1. Overview
- DSC 2500 measures the difference in heat flow between a sample and an inert reference as both are subjected to a controlled temperature program.
- When the sample undergoes a thermal event (melting, crystallization, glass transition, curing, oxidation, etc.), it absorbs or releases heat, detected as a change in heat flow.
2. Principle
- The instrument maintains both the sample and reference at the same temperature.
- Any temperature difference due to a thermal event causes the system to adjust the heat flow to restore equilibrium.
- The heat flow difference (ΔQ/Δt) is directly proportional to the enthalpy change (ΔH) or specific heat capacity (Cp) of the sample.
- Endothermic events (melting, dehydration) require additional heat input → positive heat flow.
- Exothermic events (crystallization, oxidation) release heat → negative heat flow.
3. Data Interpretation
- DSC measures the heat flow associated with thermal transitions as a function of temperature or time.

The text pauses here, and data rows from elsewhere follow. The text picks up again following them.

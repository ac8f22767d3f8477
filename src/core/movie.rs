//! Movie business logic - catalog entries that sessions screen.

use crate::{
    core::{
        access::{Action, Actor},
        context::CoreContext,
        guard,
    },
    entities::{Movie, movie},
    errors::{Error, Result},
};
use sea_orm::{QueryOrder, Set, TransactionTrait, prelude::*};
use tracing::info;

/// Latest release year accepted.
pub const MAX_YEAR: i32 = 2030;
/// Longest allowed title.
pub const MAX_TITLE_LEN: usize = 100;

/// Editable movie fields.
#[derive(Debug, Clone, PartialEq, Eq, serde::Deserialize)]
pub struct MovieDraft {
    /// Title
    pub title: String,
    /// Description, may be empty
    #[serde(default)]
    pub description: String,
    /// Release year
    pub year: i32,
}

fn validate_movie(draft: &MovieDraft) -> Result<String> {
    let title = draft.title.trim();
    if title.is_empty() {
        return Err(Error::validation("Title is required"));
    }
    if title.chars().count() > MAX_TITLE_LEN {
        return Err(Error::validation(format!(
            "Title cannot be longer than {MAX_TITLE_LEN} characters"
        )));
    }
    if !(1..=MAX_YEAR).contains(&draft.year) {
        return Err(Error::validation(format!(
            "Year must be between 1 and {MAX_YEAR}"
        )));
    }
    Ok(title.to_string())
}

/// Inserts a movie without a permission check. Used by seeding.
pub(crate) async fn insert_movie<C>(db: &C, draft: &MovieDraft) -> Result<movie::Model>
where
    C: ConnectionTrait,
{
    let title = validate_movie(draft)?;
    movie::ActiveModel {
        title: Set(title),
        description: Set(draft.description.clone()),
        year: Set(draft.year),
        ..Default::default()
    }
    .insert(db)
    .await
    .map_err(Into::into)
}

/// Adds a movie to the catalog.
pub async fn create_movie(
    ctx: &CoreContext,
    actor: &Actor,
    draft: &MovieDraft,
) -> Result<movie::Model> {
    actor.require(Action::ManageCatalog)?;
    let created = insert_movie(&ctx.db, draft).await?;
    info!(movie_id = created.id, "Movie created");
    Ok(created)
}

/// Replaces a movie's fields.
pub async fn update_movie(
    ctx: &CoreContext,
    actor: &Actor,
    movie_id: i64,
    draft: &MovieDraft,
) -> Result<movie::Model> {
    actor.require(Action::ManageCatalog)?;
    let title = validate_movie(draft)?;

    let existing = get_movie(&ctx.db, movie_id).await?.ok_or(Error::NotFound {
        entity: "Movie",
        id: movie_id,
    })?;

    let mut active_model: movie::ActiveModel = existing.into();
    active_model.title = Set(title);
    active_model.description = Set(draft.description.clone());
    active_model.year = Set(draft.year);
    active_model.update(&ctx.db).await.map_err(Into::into)
}

/// Removes a movie. Forbidden while any session screens it.
///
/// Holds the movie's exclusive lock so no session can be scheduled for it
/// between the check and the delete.
pub async fn delete_movie(ctx: &CoreContext, actor: &Actor, movie_id: i64) -> Result<()> {
    actor.require(Action::ManageCatalog)?;

    let _movie_lock = ctx.locks().movies.exclusive(movie_id).await;
    let txn = ctx.db.begin().await?;

    let existing = get_movie(&txn, movie_id).await?.ok_or(Error::NotFound {
        entity: "Movie",
        id: movie_id,
    })?;

    if guard::movie_has_sessions(&txn, movie_id).await? {
        return Err(Error::forbidden(
            "You cannot delete this movie because sessions are scheduled for it",
        ));
    }

    existing.delete(&txn).await?;
    txn.commit().await?;
    info!(movie_id, "Movie deleted");
    Ok(())
}

/// Finds a movie by id.
pub async fn get_movie<C>(db: &C, movie_id: i64) -> Result<Option<movie::Model>>
where
    C: ConnectionTrait,
{
    Movie::find_by_id(movie_id).one(db).await.map_err(Into::into)
}

/// All movies, alphabetically by title.
pub async fn list_movies<C>(db: &C) -> Result<Vec<movie::Model>>
where
    C: ConnectionTrait,
{
    Movie::find()
        .order_by_asc(movie::Column::Title)
        .all(db)
        .await
        .map_err(Into::into)
}

#[cfg(test)]
mod tests {
    #![allow(clippy::unwrap_used)]
    use super::*;
    use crate::core::session;
    use crate::test_utils::*;

    fn draft(title: &str, year: i32) -> MovieDraft {
        MovieDraft {
            title: title.to_string(),
            description: String::new(),
            year,
        }
    }

    #[test]
    fn test_validate_movie() {
        assert!(validate_movie(&draft("Heat", 1995)).is_ok());
        assert!(validate_movie(&draft("Heat", MAX_YEAR)).is_ok());
        assert!(validate_movie(&draft("Heat", MAX_YEAR + 1)).is_err());
        assert!(validate_movie(&draft("Heat", 0)).is_err());
        assert!(validate_movie(&draft(" ", 1995)).is_err());
    }

    #[tokio::test]
    async fn test_movie_crud() -> Result<()> {
        let fixture = BoxOfficeFixture::new().await?;

        let created = create_movie(&fixture.ctx, &fixture.staff, &draft("Heat", 1995)).await?;
        assert_eq!(created.title, "Heat");

        let updated = update_movie(
            &fixture.ctx,
            &fixture.staff,
            created.id,
            &draft("Heat (Director's Cut)", 1995),
        )
        .await?;
        assert_eq!(updated.title, "Heat (Director's Cut)");

        delete_movie(&fixture.ctx, &fixture.staff, created.id).await?;
        assert!(get_movie(&fixture.ctx.db, created.id).await?.is_none());
        Ok(())
    }

    #[tokio::test]
    async fn test_customer_cannot_create_movie() -> Result<()> {
        let fixture = BoxOfficeFixture::new().await?;
        let result = create_movie(&fixture.ctx, &fixture.customer, &draft("Heat", 1995)).await;
        assert!(matches!(result, Err(Error::PermissionDenied { .. })));
        assert!(list_movies(&fixture.ctx.db).await?.is_empty());
        Ok(())
    }

    #[tokio::test]
    async fn test_scheduled_movie_cannot_be_deleted() -> Result<()> {
        let fixture = BoxOfficeFixture::new().await?;
        let showing = fixture.scenario_session().await?;

        let result = delete_movie(&fixture.ctx, &fixture.staff, showing.movie_id).await;
        assert!(matches!(result, Err(Error::Forbidden { .. })));
        assert!(get_movie(&fixture.ctx.db, showing.movie_id).await?.is_some());
        Ok(())
    }

    #[tokio::test(flavor = "multi_thread", worker_threads = 4)]
    async fn test_delete_racing_a_new_session_stays_consistent() -> Result<()> {
        let fixture = BoxOfficeFixture::on_disk().await?;
        let red = fixture.hall("Red Hall", 50).await?;

        for round in 0..5 {
            let movie_id = fixture.movie(&format!("Feature {round}")).await?.id;
            let draft = session_draft(red.id, movie_id, (1, 2), (hm(10, 0), hm(11, 0)));

            let (ctx, staff) = (fixture.ctx.clone(), fixture.staff);
            let scheduling =
                tokio::spawn(async move { session::create_session(&ctx, &staff, &draft).await });
            let (ctx, staff) = (fixture.ctx.clone(), fixture.staff);
            let deleting = tokio::spawn(async move { delete_movie(&ctx, &staff, movie_id).await });

            let scheduled = scheduling.await.unwrap();
            let deleted = deleting.await.unwrap();
            let consistent = match (&scheduled, &deleted) {
                (Ok(_), Err(Error::Forbidden { .. })) => true,
                (Err(Error::NotFound { entity, .. }), Ok(())) => *entity == "Movie",
                _ => false,
            };
            assert!(consistent, "{scheduled:?} / {deleted:?}");

            if let Ok(created) = scheduled {
                session::delete_session(&fixture.ctx, &fixture.staff, created.id).await?;
            }
        }
        Ok(())
    }
}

- Typical DSC Results Include:
- Heat Flow vs. Temperature Curve: Displays endothermic and exothermic transitions.
- Thermal Events Identified:
- Glass transition (Tg): Step change in baseline (no latent heat).
- Crystallization (Tc): Exothermic peak indicating ordered structure formation.
- Melting (Tm): Endothermic peak corresponding to phase change.
- Thermal degradation: Exothermic or endothermic shifts at high temperatures.
4. Example Application
- Pellet Thermal Behavior (1st Heat, As Received):
- Lower curve values attributed to water plasticizing effect.
- ΔCP at glass transition linked to amorphous phase content.
- Large relative standard deviation likely due to processing conditions of as-received samples.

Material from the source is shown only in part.